Stored records
──────

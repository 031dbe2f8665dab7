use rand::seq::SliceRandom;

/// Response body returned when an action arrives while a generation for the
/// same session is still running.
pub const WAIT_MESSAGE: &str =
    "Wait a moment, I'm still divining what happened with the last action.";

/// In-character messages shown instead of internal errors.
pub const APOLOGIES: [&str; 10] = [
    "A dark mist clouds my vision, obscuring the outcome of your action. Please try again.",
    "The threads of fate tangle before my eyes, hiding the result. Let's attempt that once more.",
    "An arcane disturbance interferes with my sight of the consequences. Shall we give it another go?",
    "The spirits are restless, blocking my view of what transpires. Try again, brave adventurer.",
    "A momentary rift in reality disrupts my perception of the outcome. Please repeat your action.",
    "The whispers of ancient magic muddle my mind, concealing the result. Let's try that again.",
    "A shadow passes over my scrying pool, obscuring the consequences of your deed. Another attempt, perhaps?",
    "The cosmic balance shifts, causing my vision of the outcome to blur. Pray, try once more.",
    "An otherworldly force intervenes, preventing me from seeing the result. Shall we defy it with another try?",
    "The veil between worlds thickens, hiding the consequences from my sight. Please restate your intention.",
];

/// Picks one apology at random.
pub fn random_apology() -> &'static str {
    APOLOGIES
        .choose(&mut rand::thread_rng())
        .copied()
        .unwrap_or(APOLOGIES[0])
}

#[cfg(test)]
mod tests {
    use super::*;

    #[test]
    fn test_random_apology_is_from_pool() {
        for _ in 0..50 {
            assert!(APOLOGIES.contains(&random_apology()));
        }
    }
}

──────

__Assignment__:
Copy out each line of the records that holds the string "vision".

__Answer to this exercise__:
    "A dark mist clouds my vision, obscuring the outcome of your action. Please try again.",
    "The cosmic balance shifts, causing my vision of the outcome to blur. Pray, try once more.",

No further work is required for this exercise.